The mechanism of Ca2+ absorption in intestinal epithelial cells is illustrated in Figure 9-40. Ca2+ diffuses from the lumen into the cell, down its electrochemical gradient (Step 1). It is bound inside the cell to calbindin D-28K (Step 2) and subsequently is pumped across the basolateral membrane by a Ca2+ ATPase (Step 3). The exact role of calbindin D-28K in promoting absorption in intestinal epithelial cells is uncertain. It may act as a shuttle, moving Ca2+ across the cell from lumen to blood, or it may act as a Ca2+ buffer to keep intracellular free Ca2+low, thus maintaining the concentration gradient for Ca2+diffusion across the luminal membrane.
Figure 9–40 Role of calbindin D-28K in intestinal Ca2+ absorption. 1,25-Dihydroxycholecalciferol induces the synthesis of calbindin D-28K. See the text for an explanation of the circled numbers. ATP, Adenosine triphosphate.
Kidney. The actions of 1,25-dihydroxycholecalciferol on the kidney are parallel to its actions on the intestine—it stimulates both Ca2+ and phosphate reabsorption. In the kidney, the actions of 1,25-dihydroxycholecalciferol are clearly distinguishable from those of PTH. PTH stimulates Ca2+ reabsorption and inhibits phosphate reabsorption, and 1,25-dihydroxycholecalciferol stimulates the reabsorption of both ions.

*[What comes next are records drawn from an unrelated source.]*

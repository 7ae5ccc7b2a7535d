use crate::humanize::{ByteSize, HumanDuration};
use serde::{Deserialize, Serialize};
use std::collections::BTreeMap;
use std::path::PathBuf;

/// Top-level configuration
#[derive(Debug, Clone, Default, Deserialize, Serialize)]
pub struct Config {
    #[serde(default)]
    pub output: OutputConfig,
    #[serde(default)]
    pub worker: WorkerConfig,
    #[serde(default)]
    pub http: HttpConfig,
    #[serde(default)]
    pub discovery: DiscoveryConfig,
    #[serde(default)]
    pub extractor: ExtractorConfig,
    #[serde(default)]
    pub swarm: SwarmConfig,
    /// Per-source overrides keyed by `SourceType::config_key`
    #[serde(default)]
    pub backends: BTreeMap<String, BackendOverrides>,
}

/// Managed output directory
#[derive(Debug, Clone, Deserialize, Serialize)]
pub struct OutputConfig {
    #[serde(default = "default_output_root")]
    pub root: PathBuf,
    /// Directory under `root` holding partial downloads and work dirs
    #[serde(default = "default_staging_dir")]
    pub staging_dir: String,
}

impl Default for OutputConfig {
    fn default() -> Self {
        Self {
            root: default_output_root(),
            staging_dir: default_staging_dir(),
        }
    }
}

fn default_output_root() -> PathBuf {
    PathBuf::from("downloads")
}

fn default_staging_dir() -> String {
    ".staging".to_string()
}

#[derive(Debug, Clone, Deserialize, Serialize)]
pub struct WorkerConfig {
    /// Target pipelines running at once
    #[serde(default = "default_concurrency")]
    pub concurrency: usize,
}

impl Default for WorkerConfig {
    fn default() -> Self {
        Self {
            concurrency: default_concurrency(),
        }
    }
}

fn default_concurrency() -> usize {
    3
}

/// HTTP client settings shared by page fetches and direct downloads
#[derive(Debug, Clone, Deserialize, Serialize)]
pub struct HttpConfig {
    #[serde(default = "default_connect_timeout")]
    pub connect_timeout: HumanDuration,
    /// Longest pause between two body reads
    #[serde(default = "default_read_timeout")]
    pub read_timeout: HumanDuration,
    #[serde(default = "default_max_retries")]
    pub max_retries: u32,
    #[serde(default = "default_max_redirects")]
    pub max_redirects: usize,
    #[serde(default = "default_user_agent")]
    pub user_agent: String,
    /// Direct downloads larger than this are aborted
    #[serde(default, skip_serializing_if = "Option::is_none")]
    pub max_download_size: Option<ByteSize>,
}

impl Default for HttpConfig {
    fn default() -> Self {
        Self {
            connect_timeout: default_connect_timeout(),
            read_timeout: default_read_timeout(),
            max_retries: default_max_retries(),
            max_redirects: default_max_redirects(),
            user_agent: default_user_agent(),
            max_download_size: None,
        }
    }
}

fn default_connect_timeout() -> HumanDuration {
    HumanDuration::from_secs(10)
}

fn default_read_timeout() -> HumanDuration {
    HumanDuration::from_secs(60)
}

fn default_max_retries() -> u32 {
    3
}

fn default_max_redirects() -> usize {
    10
}

fn default_user_agent() -> String {
    concat!("mediafetch/", env!("CARGO_PKG_VERSION")).to_string()
}

/// Link discovery rules
#[derive(Debug, Clone, Deserialize, Serialize)]
pub struct DiscoveryConfig {
    #[serde(default = "default_link_extensions")]
    pub media_extensions: Vec<String>,
    #[serde(default = "default_page_keywords")]
    pub page_keywords: Vec<String>,
    /// Hosts whose pages are rendered in a browser before scraping
    #[serde(default)]
    pub render_hosts: Vec<String>,
    /// Readiness budget for a rendered page
    #[serde(default = "default_render_timeout")]
    pub render_timeout: HumanDuration,
    /// Browser program name or path; searched on PATH when unset
    #[serde(default, skip_serializing_if = "Option::is_none")]
    pub browser: Option<String>,
}

impl Default for DiscoveryConfig {
    fn default() -> Self {
        Self {
            media_extensions: default_link_extensions(),
            page_keywords: default_page_keywords(),
            render_hosts: Vec::new(),
            render_timeout: default_render_timeout(),
            browser: None,
        }
    }
}

fn default_link_extensions() -> Vec<String> {
    [".mp3", ".wav", ".flac", ".m4a"]
        .into_iter()
        .map(String::from)
        .collect()
}

fn default_page_keywords() -> Vec<String> {
    ["/track/", "/album/", "/music/", "/song/"]
        .into_iter()
        .map(String::from)
        .collect()
}

fn default_render_timeout() -> HumanDuration {
    HumanDuration::from_secs(20)
}

/// Media extraction engine
#[derive(Debug, Clone, Deserialize, Serialize)]
pub struct ExtractorConfig {
    #[serde(default = "default_extractor_program")]
    pub program: String,
    #[serde(default = "default_extractor_timeout")]
    pub timeout: HumanDuration,
    #[serde(default = "default_format")]
    pub format: String,
    #[serde(default = "default_audio_format")]
    pub audio_format: String,
    /// Kbps, at most 320
    #[serde(default = "default_audio_quality")]
    pub audio_quality: u32,
}

impl Default for ExtractorConfig {
    fn default() -> Self {
        Self {
            program: default_extractor_program(),
            timeout: default_extractor_timeout(),
            format: default_format(),
            audio_format: default_audio_format(),
            audio_quality: default_audio_quality(),
        }
    }
}

fn default_extractor_program() -> String {
    "yt-dlp".to_string()
}

fn default_extractor_timeout() -> HumanDuration {
    HumanDuration::from_secs(30 * 60)
}

fn default_format() -> String {
    "bestaudio/best".to_string()
}

fn default_audio_format() -> String {
    "mp3".to_string()
}

fn default_audio_quality() -> u32 {
    192
}

/// Peer-to-peer transfer engine
#[derive(Debug, Clone, Deserialize, Serialize)]
pub struct SwarmConfig {
    #[serde(default = "default_swarm_program")]
    pub program: String,
    #[serde(default = "default_swarm_timeout")]
    pub timeout: HumanDuration,
    #[serde(default = "default_connections_per_peer")]
    pub max_connections_per_peer: u32,
    #[serde(default = "default_split")]
    pub split: u32,
    /// Peer cap per transfer; must stay bounded
    #[serde(default = "default_max_peers")]
    pub max_peers: u32,
    /// Files relocated into the output root after a transfer
    #[serde(default = "default_swarm_extensions")]
    pub media_extensions: Vec<String>,
}

impl Default for SwarmConfig {
    fn default() -> Self {
        Self {
            program: default_swarm_program(),
            timeout: default_swarm_timeout(),
            max_connections_per_peer: default_connections_per_peer(),
            split: default_split(),
            max_peers: default_max_peers(),
            media_extensions: default_swarm_extensions(),
        }
    }
}

fn default_swarm_program() -> String {
    "aria2c".to_string()
}

fn default_swarm_timeout() -> HumanDuration {
    HumanDuration::from_secs(2 * 60 * 60)
}

fn default_connections_per_peer() -> u32 {
    16
}

fn default_split() -> u32 {
    16
}

fn default_max_peers() -> u32 {
    55
}

fn default_swarm_extensions() -> Vec<String> {
    [".mp3", ".flac", ".wav", ".m4a", ".ogg", ".opus", ".aac", ".alac", ".aiff"]
        .into_iter()
        .map(String::from)
        .collect()
}

/// Optional per-source settings layered over the built-in defaults
#[derive(Debug, Clone, Default, Deserialize, Serialize)]
pub struct BackendOverrides {
    #[serde(default, skip_serializing_if = "Option::is_none")]
    pub format: Option<String>,
    #[serde(default, skip_serializing_if = "Option::is_none")]
    pub audio_format: Option<String>,
    #[serde(default, skip_serializing_if = "Option::is_none")]
    pub audio_quality: Option<u32>,
    #[serde(default, skip_serializing_if = "BTreeMap::is_empty")]
    pub headers: BTreeMap<String, String>,
    #[serde(default, skip_serializing_if = "Option::is_none")]
    pub referer: Option<String>,
    #[serde(default, skip_serializing_if = "Option::is_none")]
    pub max_retries: Option<u32>,
    #[serde(default, skip_serializing_if = "Option::is_none")]
    pub ignore_errors: Option<bool>,
    #[serde(default, skip_serializing_if = "Option::is_none")]
    pub write_thumbnail: Option<bool>,
    #[serde(default, skip_serializing_if = "Option::is_none")]
    pub flat_playlist: Option<bool>,
}

/// Settings handed to a backend for one target
#[derive(Debug, Clone, PartialEq, Eq)]
pub struct BackendConfig {
    pub format: String,
    pub audio_format: String,
    pub audio_quality: u32,
    pub headers: BTreeMap<String, String>,
    pub referer: Option<String>,
    pub max_retries: u32,
    pub ignore_errors: bool,
    pub write_thumbnail: bool,
    pub flat_playlist: bool,
}

impl BackendConfig {
    /// Request headers including the referer
    pub fn request_headers(&self) -> Vec<(String, String)> {
        let mut headers: Vec<(String, String)> = self
            .headers
            .iter()
            .map(|(name, value)| (name.clone(), value.clone()))
            .collect();
        if let Some(referer) = &self.referer {
            if !self.headers.keys().any(|k| k.eq_ignore_ascii_case("referer")) {
                headers.push(("Referer".to_string(), referer.clone()));
            }
        }
        headers
    }
}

Bone. In bone, 1,25-dihydroxycholecalciferol acts synergistically with PTH to stimulate osteoclast activity and bone resorption. This action may seem paradoxical because the overall action of 1,25-dihydroxycholecalciferol is to promote bone mineralization. However, mineralized “old” bone is resorbed to provide more Ca2+ and phosphate to ECF so that “new” bone can be mineralized (bone remodeling).
Pathophysiology of Vitamin D
In children, vitamin D deficiency causes rickets, a condition in which insufficient amounts of Ca2+ and phosphate are available to mineralize the growing bones. Rickets is characterized by growth failure and skeletal deformities. This condition is rare in areas of the world where vitamin D is supplemented and when there is adequate exposure to sunlight. In adults, vitamin D deficiency results in osteomalacia, in which new bone fails to mineralize, resulting in bending and softening of the weight-bearing bones.
Vitamin D resistance occurs when the kidney is unable to produce the active metabolite, 1,25-dihydroxycholecalciferol. This condition is called “resistant” because no matter how much vitamin D is supplemented in the diet, it will be inactive because the C1 hydroxylation step in the kidney is absent or is inhibited. Vitamin D resistance can be caused by the congenital absence of 1α-hydroxylase or, more commonly, by chronic renal failure. Chronic renal failure is associated with a constellation of bone abnormalities including osteomalacia, a consequence of the inability of the diseased renal tissue to produce 1,25-dihydroxycholecalciferol, the active form of vitamin D.